Al Olama argued that most of the world’s governments spent upwards of 80 per cent of their annual budgets on operational expenses, and just 20 per cent on investments in improving the country.
“What AI is going to do, is because of the efficiency savings, you’re going to save from that 80 per cent, and you’re going to be able to invest more in improving the work of government.”
Over the past two years, entrepreneur Elon Musk has regularly referred to AI as the single greatest threat to human life, calling it a technology that is as dangerous as nuclear weapons and likely to destroy mankind.
In response, Al Olama said that while he thought Musk was a “very smart person” who he didn’t want to go “head-to-head” against, there was a definition issue.
“What Elon is referring to is AGI, or artificial general intelligence. This is a technology that can’t be contained or controlled by humans,” he said.
This was something to be feared, Al Olama said, but was also a distant problem. “It might happen in 50 years, it might happen in 1,000 years.”
On the other hand, narrow AI was being used to diagnose disease, he said, which was incredibly beneficial.
But even narrow AI could have darker applications, Al Olama conceded.
“If you look at AI being used to create autonomous weapons, it’s scary. If a weapon can achieve its objective of killing a person very efficiently, it’s very scary for everyone.”

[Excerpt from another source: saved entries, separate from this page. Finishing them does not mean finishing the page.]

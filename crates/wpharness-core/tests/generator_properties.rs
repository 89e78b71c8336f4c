//! Property-based tests for case generation.
//!
//! Invariants tested:
//! - Targeted values sit exactly on, or one past, the configured limit
//! - Non-targeted fields keep their nominal values (single-fault isolation)
//! - No two cases in a run share a token or a name/email/comment value

#![warn(clippy::pedantic)]
#![warn(clippy::nursery)]
#![forbid(unsafe_code)]

use std::{collections::HashSet, sync::Arc};

use proptest::prelude::*;
use strum::IntoEnumIterator;
use wpharness_core::{
    case::{max_nominal_length, NOMINAL_URL},
    BoundaryLimits, CaseGenerator, ClockTokenSource, Expectation, FormField,
    LimitedField, Partition, SequenceTokenSource,
};

fn fast_config() -> ProptestConfig {
    ProptestConfig {
        cases: 64,
        max_shrink_iters: 128,
        ..ProptestConfig::default()
    }
}

/// Limits small enough to keep generated values cheap, never below what a
/// nominal value needs.
fn limits_strategy() -> impl Strategy<Value = BoundaryLimits> {
    (
        max_nominal_length(LimitedField::Name)..=400_usize,
        max_nominal_length(LimitedField::Email)..=200_usize,
        max_nominal_length(LimitedField::Comment)..=2_000_usize,
    )
        .prop_map(|(name, email, comment)| BoundaryLimits {
            name,
            email,
            comment,
        })
}

fn generator(limits: BoundaryLimits, seed: u64) -> CaseGenerator {
    CaseGenerator::new(limits, Arc::new(SequenceTokenSource::starting_at(seed)))
}

fn char_len(value: &str) -> usize {
    value.chars().count()
}

proptest! {
    #![proptest_config(fast_config())]

    /// Property: over-limit values are exactly limit + 1 characters
    #[test]
    fn prop_over_max_is_one_past_limit(limits in limits_strategy(), seed in 0..u64::MAX / 2) {
        let gen = generator(limits, seed);

        prop_assert_eq!(char_len(&gen.generate(Partition::OverMaxName).name), limits.name + 1);
        prop_assert_eq!(char_len(&gen.generate(Partition::OverMaxEmail).email), limits.email + 1);
        prop_assert_eq!(
            char_len(&gen.generate(Partition::OverMaxComment).comment),
            limits.comment + 1
        );
    }

    /// Property: max-valid values are exactly the limit
    #[test]
    fn prop_max_valid_sits_on_limit(limits in limits_strategy(), seed in 0..u64::MAX / 2) {
        let gen = generator(limits, seed);

        prop_assert_eq!(char_len(&gen.generate(Partition::MaxValidName).name), limits.name);
        prop_assert_eq!(
            char_len(&gen.generate(Partition::MaxValidComment).comment),
            limits.comment
        );
    }

    /// Property: over-limit email addresses keep a local part and the fixed domain
    #[test]
    fn prop_over_max_email_is_well_formed(limits in limits_strategy(), seed in 0..u64::MAX / 2) {
        let email = generator(limits, seed).generate(Partition::OverMaxEmail).email;
        let (local, domain) = email.split_once('@').unwrap_or_default();
        prop_assert!(!local.is_empty());
        prop_assert_eq!(domain, "domain.com");
    }

    /// Property: every field except the target holds its nominal value, and
    /// that value is within its limit
    #[test]
    fn prop_single_fault_isolation(limits in limits_strategy(), seed in 0..u64::MAX / 2) {
        let gen = generator(limits, seed);
        for partition in Partition::all() {
            let case = gen.generate(partition);
            let token = case.token.to_string();
            let target = partition.target();

            for field in LimitedField::iter() {
                if target != Some(field.form_field()) {
                    let value = case.value(field.form_field()).unwrap_or_default();
                    prop_assert!(
                        char_len(value) <= limits.limit(field),
                        "{} {} is {} chars, limit {}",
                        partition,
                        field,
                        char_len(value),
                        limits.limit(field)
                    );
                }
            }

            if target != Some(FormField::Author) {
                prop_assert_eq!(&case.name, &format!("John Smith {token}"));
            }
            if target != Some(FormField::Email) {
                prop_assert_eq!(&case.email, &format!("john{token}@example.com"));
            }
            if target != Some(FormField::Url) {
                prop_assert_eq!(case.url.as_deref(), Some(NOMINAL_URL));
            }
            if target != Some(FormField::Comment) {
                prop_assert_eq!(&case.comment, &format!("This is a great post! {token}"));
            }
        }
    }

    /// Property: a full run never repeats a token or a field value
    #[test]
    fn prop_run_values_are_unique(seed in 0..u64::MAX / 2) {
        let gen = generator(BoundaryLimits::default(), seed);
        let cases: Vec<_> = Partition::all().map(|p| gen.generate(p)).collect();

        let tokens: HashSet<_> = cases.iter().map(|c| c.token).collect();
        let names: HashSet<_> = cases.iter().map(|c| c.name.as_str()).collect();
        let emails: HashSet<_> = cases.iter().map(|c| c.email.as_str()).collect();
        let comments: HashSet<_> = cases.iter().map(|c| c.comment.as_str()).collect();

        prop_assert_eq!(tokens.len(), cases.len());
        prop_assert_eq!(names.len(), cases.len());
        prop_assert_eq!(emails.len(), cases.len());
        prop_assert_eq!(comments.len(), cases.len());
    }
}

/// GIVEN: the wall-clock token source
/// WHEN: generating two full runs back to back
/// THEN: no token repeats across the runs
#[test]
fn clock_tokens_never_repeat_across_runs() {
    let gen = CaseGenerator::new(BoundaryLimits::default(), Arc::new(ClockTokenSource::new()));
    let tokens: Vec<_> = Partition::all()
        .chain(Partition::all())
        .map(|p| gen.generate(p).token)
        .collect();
    let unique: HashSet<_> = tokens.iter().collect();
    assert_eq!(unique.len(), tokens.len());
}

/// GIVEN: the documented limits
/// WHEN: checking every length expectation
/// THEN: the case for that partition overshoots the right field by one
#[test]
fn length_partitions_overshoot_their_own_field() {
    let limits = BoundaryLimits::default();
    let gen = generator(limits, 1);
    for partition in Partition::all() {
        if let Expectation::LengthRejected { field } = partition.expectation() {
            let case = gen.generate(partition);
            let value = case.value(field.form_field()).unwrap_or_default();
            assert_eq!(char_len(value), limits.limit(field) + 1, "{partition}");
        }
    }
    assert_eq!(limits.limit(LimitedField::Email) + 1, 101);
}
//! Run reports and their human / JSON renderings.

use std::fmt::Write as _;

use chrono::{DateTime, Utc};
use itertools::Itertools;
use serde::{Deserialize, Serialize};
use wpharness_core::VerdictStatus;

use crate::suite::SuiteReport;

/// Result of a single non-suite check (login, smoke endpoint).
#[derive(Debug, Clone, PartialEq, Eq, Serialize, Deserialize)]
pub struct CheckReport {
    pub name: String,
    pub passed: bool,
    pub detail: String,
}

impl CheckReport {
    pub fn pass(name: impl Into<String>, detail: impl Into<String>) -> Self {
        Self {
            name: name.into(),
            passed: true,
            detail: detail.into(),
        }
    }

    pub fn fail(name: impl Into<String>, detail: impl Into<String>) -> Self {
        Self {
            name: name.into(),
            passed: false,
            detail: detail.into(),
        }
    }
}

/// Everything one `run` invocation produced.
#[derive(Debug, Clone, PartialEq, Eq, Serialize, Deserialize)]
pub struct RunReport {
    pub started_at: DateTime<Utc>,
    pub base_url: String,
    #[serde(skip_serializing_if = "Vec::is_empty", default)]
    pub checks: Vec<CheckReport>,
    #[serde(skip_serializing_if = "Option::is_none", default)]
    pub comments: Option<SuiteReport>,
}

impl RunReport {
    #[must_use]
    pub fn new(base_url: impl Into<String>) -> Self {
        Self {
            started_at: Utc::now(),
            base_url: base_url.into(),
            checks: Vec::new(),
            comments: None,
        }
    }

    #[must_use]
    pub fn is_success(&self) -> bool {
        self.checks.iter().all(|c| c.passed)
            && self.comments.as_ref().map_or(true, SuiteReport::is_success)
    }

    /// Pretty JSON for `--json`.
    ///
    /// # Errors
    ///
    /// Returns the serializer error; the report types always serialize.
    pub fn to_json(&self) -> serde_json::Result<String> {
        serde_json::to_string_pretty(self)
    }

    /// Plain-text summary for a terminal.
    #[must_use]
    pub fn render_human(&self) -> String {
        let mut out = String::new();
        let _ = writeln!(out, "wpharness run against {}", self.base_url);

        if !self.checks.is_empty() {
            let _ = writeln!(out, "\nChecks:");
            for check in &self.checks {
                let mark = if check.passed { "PASS" } else { "FAIL" };
                let _ = writeln!(out, "  [{mark}] {:<16} {}", check.name, check.detail);
            }
        }

        if let Some(suite) = &self.comments {
            let _ = writeln!(out, "\nComment form:");
            for case in &suite.cases {
                let class = case
                    .classification
                    .map_or_else(|| "-".to_string(), |c| c.class.to_string());
                let (mark, note) = status_parts(&case.status);
                let _ = writeln!(
                    out,
                    "  [{mark}] {} {:<40} {:<20} {:>6}ms{note}",
                    case.case_id, case.title, class, case.duration_ms
                );
            }
            let _ = writeln!(
                out,
                "\n  {} passed, {} passed with note, {} failed",
                suite.passed(),
                suite.noted(),
                suite.failed()
            );
        }

        let failing = self
            .checks
            .iter()
            .filter(|c| !c.passed)
            .map(|c| c.name.as_str())
            .chain(
                self.comments
                    .iter()
                    .flat_map(|s| s.cases.iter())
                    .filter(|c| c.status.is_fail())
                    .map(|c| c.case_id.as_str()),
            )
            .join(", ");
        if failing.is_empty() {
            let _ = writeln!(out, "\nResult: OK");
        } else {
            let _ = writeln!(out, "\nResult: FAILED ({failing})");
        }
        out
    }
}

fn status_parts(status: &VerdictStatus) -> (&'static str, String) {
    match status {
        VerdictStatus::Pass => ("PASS", String::new()),
        VerdictStatus::PassWithNote(note) => ("NOTE", format!("  ({note})")),
        VerdictStatus::Fail(reason) => ("FAIL", format!("  ({reason})")),
    }
}
//! The browser seam.
//!
//! Scenarios talk to a [`BrowserSession`], never to WebDriver directly, so the
//! submission driver and login flow run the same against a real browser and
//! against an in-memory mock.

use std::time::Duration;

use async_trait::async_trait;
use tokio::time::{sleep, Instant};
use tracing::debug;
use wpharness_core::NativeValidity;

use crate::Result;

/// Interval between visibility / readiness polls.
pub const POLL_INTERVAL: Duration = Duration::from_millis(250);

/// Element-level operations a scenario needs from a browser.
///
/// Selectors are CSS selectors. Operations on a missing element fail, except
/// the query methods, which answer `false` / `None`.
#[async_trait]
pub trait BrowserSession: Send + Sync {
    async fn goto(&self, url: &str) -> Result<()>;

    async fn current_url(&self) -> Result<String>;

    async fn page_source(&self) -> Result<String>;

    /// Whether any element matching `selector` is displayed.
    async fn is_visible(&self, selector: &str) -> Result<bool>;

    async fn clear(&self, selector: &str) -> Result<()>;

    /// Key-level input, subject to the field's client-side limits.
    async fn type_text(&self, selector: &str, text: &str) -> Result<()>;

    /// Write `value` straight into the element's value and fire `input` and
    /// `change`, bypassing keystroke limits such as `maxlength`.
    async fn inject_value(&self, selector: &str, value: &str) -> Result<()>;

    /// The element's `maxlength`, if it declares one.
    async fn max_length(&self, selector: &str) -> Result<Option<usize>>;

    async fn click(&self, selector: &str) -> Result<()>;

    /// Constraint validation state, or `None` when unsupported or missing.
    async fn validity(&self, selector: &str) -> Result<Option<NativeValidity>>;

    /// Whether `document.readyState` is `complete`.
    async fn is_ready(&self) -> Result<bool>;

    /// End the session.
    async fn close(&self) -> Result<()>;
}

/// Poll until `selector` is visible or `timeout` elapses.
///
/// Command errors count as "not yet visible".
pub async fn wait_for_visible<S>(session: &S, selector: &str, timeout: Duration) -> bool
where
    S: BrowserSession + ?Sized,
{
    let deadline = Instant::now() + timeout;
    loop {
        if session.is_visible(selector).await.unwrap_or(false) {
            return true;
        }
        if Instant::now() >= deadline {
            debug!(selector, ?timeout, "Element did not become visible");
            return false;
        }
        sleep(POLL_INTERVAL.min(timeout)).await;
    }
}

/// Poll until the document is ready or `timeout` elapses; `false` on timeout.
pub async fn wait_until_ready<S>(session: &S, timeout: Duration) -> bool
where
    S: BrowserSession + ?Sized,
{
    let deadline = Instant::now() + timeout;
    loop {
        if session.is_ready().await.unwrap_or(false) {
            return true;
        }
        if Instant::now() >= deadline {
            return false;
        }
        sleep(POLL_INTERVAL.min(timeout)).await;
    }
}

/// `Some(true)` if any selector is visible, `None` if the browser could not say.
pub async fn any_visible<S>(session: &S, selectors: &[&str]) -> Option<bool>
where
    S: BrowserSession + ?Sized,
{
    for selector in selectors {
        match session.is_visible(selector).await {
            Ok(true) => return Some(true),
            Ok(false) => {}
            Err(_) => return None,
        }
    }
    Some(false)
}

“Cars can be used as an ambulance, or they can be used to carry bombs to kill people. Every tool can be used for good or bad.”
The official argued that governments around the world had a responsibility to come together to establish an international treaty governing the use of such technology.
“The only thing that regulates whether a tool is used for good or bad is the policy put in place, and the acceptance of other governments of this policy or standard,” he said.
In China, the government has reportedly used AI to track and racially profile the Uighurs, a largely Muslim minority.
“We need to ensure a responsible deployment of AI,” Al Olama said, “so that we can leave a better world for our children and grandchildren.”
When asked whether the UAE government was considering using AI for surveillance, the minister said that the authorities had to balance privacy concerns with national security.
While the total number of surveillance cameras deployed globally is hard to estimate, a recent estimate suggested there were over 500,000 surveillance cameras in London, and more than 60 million in the US.
“So there is surveillance being done anyway. What people are fearing is optimised surveillance,” he added.
“This is the question that needs to be asked: What is the trade off?” Al Olama said, adding: “If the trade off is very minimal versus lots of safety and security, then maybe the public are going to accept it.”
However, if there was no increase in safety, and people simply felt like they had less privacy, “then there are issues there,” he continued.
Before deploying any new technologies, Al Olama said that his ministry was “doing a lot to understand where the lines are, and where are the value creation points that people are looking for.”
“For me, as a minister right now and with my portfolio, we have no ambitions to do this for the sake of surveillance. We’re going to do it if there’s a way for us to become the safest city on earth, and everyone can walk freely and enjoy it, then we’re going to explore it,” he concluded.